Northern Border Partners’ first quarter 2005 financial results slipped 5.2% with net income of $34.7 million, or $0.69 per unit, compared to $36.6 million, or $0.73 per unit, in the first quarter 2004.

“Our first quarter results exceeded our expectations,” said CEO Bill Cordes. “Those results were driven by strong performance primarily in the gathering and processing business segment. The pipeline segment also had solid performance in the first quarter when you take into account certain items that impact the comparison to last year.

“Looking at the total year 2005, we recently announced that for the remainder of the year, the effects of unsold capacity on Northern Border Pipeline were greater than expected. Therefore, we’re reducing earnings guidance for the year by approximately $0.10 per unit to a range of $2.40-2.50 per unit.”

For May, about 304 MMcf/d of the unsold capacity on the 2.4 Bcf/d pipeline system, which runs from Monchy, SK, to Ventura, IA and extends to Chicago, was contracted at a discounted rate equal to 78% of the 29.6-cent maximum firm transportation rate, Cordes said. “Our decision to start some short-term discounting was really based on experience in April and our view of the best overall strategy to maximize our revenues for the long term and for 2005.

“The long-term fundamentals for the western Canadian supplies and markets still indicate that there should be favorable demand for capacity on Northern Border Pipeline on an annual basis, but as we have seen recently these fundamentals can be masked under certain conditions.” Cordes explained that the primary reason for reduced flows on Northern Border Pipeline in April and May has been increased storage injections in Canada due to unusually high summer-to-winter price spreads.

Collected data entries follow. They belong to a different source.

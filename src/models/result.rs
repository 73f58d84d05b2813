// src/models/result.rs

use chrono::{DateTime, Utc};
use serde::{Deserialize, Serialize};
use sqlx::FromRow;
use std::collections::HashMap;
use validator::Validate;

/// Represents the 'exam_results' table in the database.
/// `marks_obtained` stays null until the row is graded.
#[derive(Debug, Clone, FromRow, Serialize, Deserialize)]
pub struct ExamResult {
    pub id: i64,
    pub exam_id: i64,
    pub student_id: i64,
    pub college_id: i64,
    pub marks_obtained: Option<i32>,
    pub remarks: Option<String>,
    pub evaluated_by: Option<i64>,
    pub graded_at: Option<DateTime<Utc>>,
    pub created_at: Option<DateTime<Utc>>,
}

impl ExamResult {
    pub fn is_graded(&self) -> bool {
        self.marks_obtained.is_some()
    }
}

/// DTO for recording a single result.
/// The marks ceiling depends on the exam and is checked in the handler.
#[derive(Debug, Deserialize, Validate)]
pub struct CreateResultRequest {
    pub student_id: i64,

    #[validate(range(min = 0))]
    pub marks_obtained: i32,

    #[validate(length(max = 2000))]
    pub remarks: Option<String>,
}

/// One entry of a bulk grading call.
#[derive(Debug, Deserialize, Validate)]
pub struct ResultEntry {
    #[validate(range(min = 0))]
    pub marks_obtained: i32,

    #[validate(length(max = 2000))]
    pub remarks: Option<String>,
}

/// DTO for bulk grading.
/// Keys arrive as JSON strings and deserialize into student ids.
#[derive(Debug, Deserialize)]
pub struct BulkGradeRequest {
    pub results: HashMap<i64, ResultEntry>,
}

/// Aggregate statistics over the graded results of one exam.
/// All aggregates are null when nothing has been graded yet.
#[derive(Debug, Serialize, PartialEq)]
pub struct ResultStats {
    pub exam_id: i64,
    pub graded_count: usize,
    pub mean: Option<f64>,
    pub min: Option<i32>,
    pub max: Option<i32>,
    pub pass_rate: Option<f64>,
}

impl ResultStats {
    pub fn from_marks(exam_id: i64, marks: &[i32], passing_marks: i32) -> Self {
        if marks.is_empty() {
            return ResultStats {
                exam_id,
                graded_count: 0,
                mean: None,
                min: None,
                max: None,
                pass_rate: None,
            };
        }
        let count = marks.len();
        let sum: i64 = marks.iter().map(|m| *m as i64).sum();
        let passed = marks.iter().filter(|m| **m >= passing_marks).count();
        ResultStats {
            exam_id,
            graded_count: count,
            mean: Some(sum as f64 / count as f64),
            min: marks.iter().min().copied(),
            max: marks.iter().max().copied(),
            pass_rate: Some(passed as f64 / count as f64),
        }
    }
}

#[cfg(test)]
mod tests {
    use super::*;

    #[test]
    fn stats_over_three_results() {
        let stats = ResultStats::from_marks(1, &[40, 60, 80], 50);
        assert_eq!(stats.graded_count, 3);
        assert_eq!(stats.mean, Some(60.0));
        assert_eq!(stats.min, Some(40));
        assert_eq!(stats.max, Some(80));
        assert_eq!(stats.pass_rate, Some(2.0 / 3.0));
    }

    #[test]
    fn stats_with_zero_graded_results_are_undefined() {
        let stats = ResultStats::from_marks(1, &[], 50);
        assert_eq!(stats.graded_count, 0);
        assert_eq!(stats.mean, None);
        assert_eq!(stats.min, None);
        assert_eq!(stats.max, None);
        assert_eq!(stats.pass_rate, None);
    }

    #[test]
    fn pass_boundary_is_inclusive() {
        let stats = ResultStats::from_marks(1, &[50], 50);
        assert_eq!(stats.pass_rate, Some(1.0));
    }
}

“We believe that by early third quarter storage injections in Canada will physically have to slow as storage builds, which should result in resumed transportation demand on Northern Border Pipeline’s capacity,” he said. “Therefore, we expect that the second quarter will probably have most of the impact of this unsold or discounted capacity.”

However, the company estimates that uncontracted capacity could reach nearly 700 MMcf/d in June and peak at more than 900 MMcf/d by November.

“When you work all that out, our current opinion of the total revenue reduction on Northern Border Pipeline from our maximum rate levels is a range of $15-28 million and that works out to be $11-20 million net to the partnership,” said Cordes.

“Fortunately the increasing [gathering] results from the Williston Basin should somewhat offset what’s going on in Northern Border Pipeline. Therefore our net income, excluding the acquisitions, is expected to be in range of $122-126 million, that’s $2.40-2.50 per unit.

“We do continue to have strong cash flow and with these results we believe our distribution is well supported. We are continuing evaluating various growth opportunities and acquisitions that may be appropriate for the [master limited partnership]. These assets may include assets from Oneok but it’s also important to keep in mind that they include an active search for assets from others as well.”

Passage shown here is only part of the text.